→ **WHAT IS REQUIRED**:
Give back every entry, copied exactly.

→ **Stored data**:
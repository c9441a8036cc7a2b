//! Client-credentials token exchange
//!
//! A single POST against the accounts service at startup. The token is never
//! refreshed; it lives as long as the process.

use std::fmt;

use serde::{Deserialize, Serialize};
use thiserror::Error;

use crate::config::Config;

const TOKEN_PATH: &str = "/api/token";
const GRANT_TYPE: &str = "client_credentials";

/// Bearer credential returned by the accounts service.
#[derive(Clone, PartialEq, Eq, Serialize, Deserialize)]
pub struct AccessToken {
    pub access_token: String,
    pub token_type: String,
    /// Lifetime in seconds. The accounts service calls this `expires_in`.
    #[serde(default, alias = "expires_in")]
    pub expires: u64,
}

impl fmt::Debug for AccessToken {
    fn fmt(&self, f: &mut fmt::Formatter<'_>) -> fmt::Result {
        f.debug_struct("AccessToken")
            .field("access_token", &"<redacted>")
            .field("token_type", &self.token_type)
            .field("expires", &self.expires)
            .finish()
    }
}

#[derive(Debug, Error)]
pub enum AuthError {
    #[error("token request failed: {0}")]
    Transport(#[source] reqwest::Error),

    #[error("token request rejected with status {status}: {reason}")]
    Rejected { status: u16, reason: String },

    #[error("token response could not be decoded: {0}")]
    Decode(#[source] serde_json::Error),
}

/// Error body of the OAuth token endpoint.
#[derive(Deserialize)]
struct OAuthErrorBody {
    error: String,
    #[serde(default)]
    error_description: Option<String>,
}

/// Exchange the configured client credentials for an access token.
pub async fn fetch_token(
    http: &reqwest::Client,
    config: &Config,
) -> Result<AccessToken, AuthError> {
    let url = format!("{}{}", config.accounts_url, TOKEN_PATH);
    crate::log_api_request!("fetch_token", url = %url, client_id = config.credentials.client_id());

    let result = request_token(http, &url, config).await;
    crate::log_api_result!("fetch_token", result);

    let token = result?;
    tracing::info!(
        token_type = %token.token_type,
        expires = token.expires,
        "Access token acquired"
    );
    Ok(token)
}

async fn request_token(
    http: &reqwest::Client,
    url: &str,
    config: &Config,
) -> Result<AccessToken, AuthError> {
    let form = [
        ("grant_type", GRANT_TYPE),
        ("client_id", config.credentials.client_id()),
        ("client_secret", config.credentials.client_secret()),
    ];

    let response = http
        .post(url)
        .form(&form)
        .send()
        .await
        .map_err(AuthError::Transport)?;

    let status = response.status();
    let body = response.text().await.map_err(AuthError::Transport)?;

    if !status.is_success() {
        return Err(AuthError::Rejected {
            status: status.as_u16(),
            reason: rejection_reason(&body, status),
        });
    }

    decode_token(&body)
}

/// Decode the token endpoint's JSON body.
pub fn decode_token(body: &str) -> Result<AccessToken, AuthError> {
    serde_json::from_str(body).map_err(AuthError::Decode)
}

fn rejection_reason(body: &str, status: reqwest::StatusCode) -> String {
    match serde_json::from_str::<OAuthErrorBody>(body) {
        Ok(err) => err.error_description.unwrap_or(err.error),
        Err(_) if !body.trim().is_empty() => body.trim().to_string(),
        Err(_) => status
            .canonical_reason()
            .unwrap_or("unknown error")
            .to_string(),
    }
}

→ **TASK RESPONSE**:
repository c9441a8036cc7a2b
//! Client-credentials token exchange
//!
//! A single POST against the accounts service at startup. The token is never
//! refreshed; it lives as long as the process.

use std::fmt;

use serde::{Deserialize, Serialize};
use thiserror::Error;

use crate::config::Config;

const TOKEN_PATH: &str = "/api/token";
const GRANT_TYPE: &str = "client_credentials";

/// Bearer credential returned by the accounts service.
#[derive(Clone, PartialEq, Eq, Serialize, Deserialize)]
pub struct AccessToken {
    pub access_token: String,
    pub token_type: String,
    /// Lifetime in seconds. The accounts service calls this `expires_in`.
    #[serde(default, alias = "expires_in")]
    pub expires: u64,
}

impl fmt::Debug for AccessToken {
    fn fmt(&self, f: &mut fmt::Formatter<'_>) -> fmt::Result {
        f.debug_struct("AccessToken")
            .field("access_token", &"<redacted>")
            .field("token_type", &self.token_type)
            .field("expires", &self.expires)
            .finish()
    }
}

#[derive(Debug, Error)]
pub enum AuthError {
    #[error("token request failed: {0}")]
    Transport(#[source] reqwest::Error),

    #[error("token request rejected with status {status}: {reason}")]
    Rejected { status: u16, reason: String },

    #[error("token response could not be decoded: {0}")]
    Decode(#[source] serde_json::Error),
}

/// Error body of the OAuth token endpoint.
#[derive(Deserialize)]
struct OAuthErrorBody {
    error: String,
    #[serde(default)]
    error_description: Option<String>,
}

/// Exchange the configured client credentials for an access token.
pub async fn fetch_token(
    http: &reqwest::Client,
    config: &Config,
) -> Result<AccessToken, AuthError> {
    let url = format!("{}{}", config.accounts_url, TOKEN_PATH);
    crate::log_api_request!("fetch_token", url = %url, client_id = config.credentials.client_id());

    let result = request_token(http, &url, config).await;
    crate::log_api_result!("fetch_token", result);

    let token = result?;
    tracing::info!(
        token_type = %token.token_type,
        expires = token.expires,
        "Access token acquired"
    );
    Ok(token)
}

async fn request_token(
    http: &reqwest::Client,
    url: &str,
    config: &Config,
) -> Result<AccessToken, AuthError> {
    let form = [
        ("grant_type", GRANT_TYPE),
        ("client_id", config.credentials.client_id()),
        ("client_secret", config.credentials.client_secret()),
    ];

    let response = http
        .post(url)
        .form(&form)
        .send()
        .await
        .map_err(AuthError::Transport)?;

    let status = response.status();
    let body = response.text().await.map_err(AuthError::Transport)?;

    if !status.is_success() {
        return Err(AuthError::Rejected {
            status: status.as_u16(),
            reason: rejection_reason(&body, status),
        });
    }

    decode_token(&body)
}

/// Decode the token endpoint's JSON body.
pub fn decode_token(body: &str) -> Result<AccessToken, AuthError> {
    serde_json::from_str(body).map_err(AuthError::Decode)
}

fn rejection_reason(body: &str, status: reqwest::StatusCode) -> String {
    match serde_json::from_str::<OAuthErrorBody>(body) {
        Ok(err) => err.error_description.unwrap_or(err.error),
        Err(_) if !body.trim().is_empty() => body.trim().to_string(),
        Err(_) => status
            .canonical_reason()
            .unwrap_or("unknown error")
            .to_string(),
    }
}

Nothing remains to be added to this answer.